An online fundraiser benefiting Alex Pretti’s family raised nearly $500,000 Sunday morning, a day after federal agents killed the U.S. citizen and nurse in Minneapolis in a shooting that sparked another street protest against Donald Trump’s administration and immigration crackdowns in the city.
“Alex Pretti is an American Hero” as an important indicator of public sentiment offer It quickly surpassed its $20,000 goal on the GoFundMe platform after organizer Keith Edwards launched it on Saturday.
A statement attributed to Edwards said the goal of the campaign was to “support your loved ones.” [Pretti] He is left behind with urgent needs after being “executed on the streets of Minneapolis.” Another statement from Edwards stated that he contacted Pretti’s family starting Saturday and worked with GoFundMe to make these relatives beneficiaries of the campaign.
While donations came from approximately 13,200 users, Edwards also wrote, “Thank you all so much for your support.”
GoFundMe did not immediately respond to a request for comment Sunday.
Pretti, 37, was a registered nurse who worked in the intensive care unit of the Minneapolis VA Health Care System, which serves veterans.
Videos circulating online Saturday showed Pretti directing traffic and filming federal immigration agents arriving in Minneapolis at the orders of the Trump White House.
In one of the videos, Pretti was holding his phone in his right hand, with his left hand empty. Other videos show him coming to the defense of a legal observer who was pushed to the ground by a federal officer. The police officer then sprays Pretti with chemicals repeatedly and then throws him out onto the street with other agents.
When the officers tackled him to the ground and shot him, one of them reached around Pretti’s waist and walked away with what appeared to be a gun. In the video, one of the agents can be seen shouting: “Gun! Gun!”
Another officer pulled out his gun and apparently shot Pretti once at close range. According to video evidence, a second officer pointed a gun at Pretti and he and his colleagues stepped back and 10 more shots were fired.

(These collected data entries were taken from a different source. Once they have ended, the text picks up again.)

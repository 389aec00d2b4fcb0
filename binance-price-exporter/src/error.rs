use thiserror::Error;

/// Failure of a single upstream price fetch.
///
/// Any of these aborts the scrape that triggered the fetch.
#[derive(Debug, Error)]
pub enum FetchError {
    #[error("request failed: {0}")]
    Transport(#[from] reqwest::Error),

    #[error("unexpected status: {0}")]
    UpstreamStatus(reqwest::StatusCode),

    #[error("invalid response body: {0}")]
    Decode(#[from] serde_json::Error),
}

impl FetchError {
    /// Short label used for the fetch error counter.
    pub fn kind(&self) -> &'static str {
        match self {
            FetchError::Transport(_) => "transport",
            FetchError::UpstreamStatus(_) => "status",
            FetchError::Decode(_) => "decode",
        }
    }
}

/// A price string that could not be parsed as a float.
#[derive(Debug, Clone, Error)]
#[error("invalid price {price:?} for {symbol}: {source}")]
pub struct PriceParseError {
    pub symbol: String,
    pub price: String,
    #[source]
    pub source: InvalidPrice,
}

/// Why a price string was rejected.
#[derive(Debug, Clone, PartialEq, Eq, Error)]
pub enum InvalidPrice {
    #[error(transparent)]
    Syntax(#[from] std::num::ParseFloatError),

    /// Parsed, but overflowed to infinity or is NaN.
    #[error("value is out of range")]
    NotFinite,
}

/// Failure of a whole scrape, reported to the scraper as a 500.
#[derive(Debug, Error)]
pub enum ScrapeError {
    #[error("Failed to fetch prices: {0}")]
    Fetch(#[from] FetchError),

    #[error("Failed to render metrics: {0}")]
    Render(#[from] std::fmt::Error),
}
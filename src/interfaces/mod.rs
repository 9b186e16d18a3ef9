pub mod cli;
pub mod protocol;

Pretti was legally allowed to carry a gun, and none of the video evidence taken from multiple angles depicted him brandishing the gun.
In a statement to the Minneapolis news outlet Square 11Pretti’s parents described themselves as “heartbroken but also very angry.” They rejected what Trump administration officials called “sickening lies” after U.S. homeland security secretary Kristi Noem raised the patently false accusation on Saturday that Pretti was shot and killed while pointing a gun as he approached federal officers.
Noem also accused Pretti of intending to “kill law enforcement,” prompting his parents to say in their statement: “Alex was clearly not holding a gun when he was subjected to Trump’s murder and cowardly attack.” [immigration] bandits.
“Please find out the truth about our son. He was a good man.”
Pretti’s killing came 17 days after American citizen Renee Nicole Good, also 37, was shot and killed by a federal immigration officer in Minneapolis. In the video, he can be seen trying to get away from her. A GoFundMe campaign aimed at financially supporting Good’s family raised more than $1.5 million before organizers shut it down two days after he was shot and killed.
Street protests followed the killings of both Good and Pretti and widespread calls to hold the officers at the center of the cases accountable.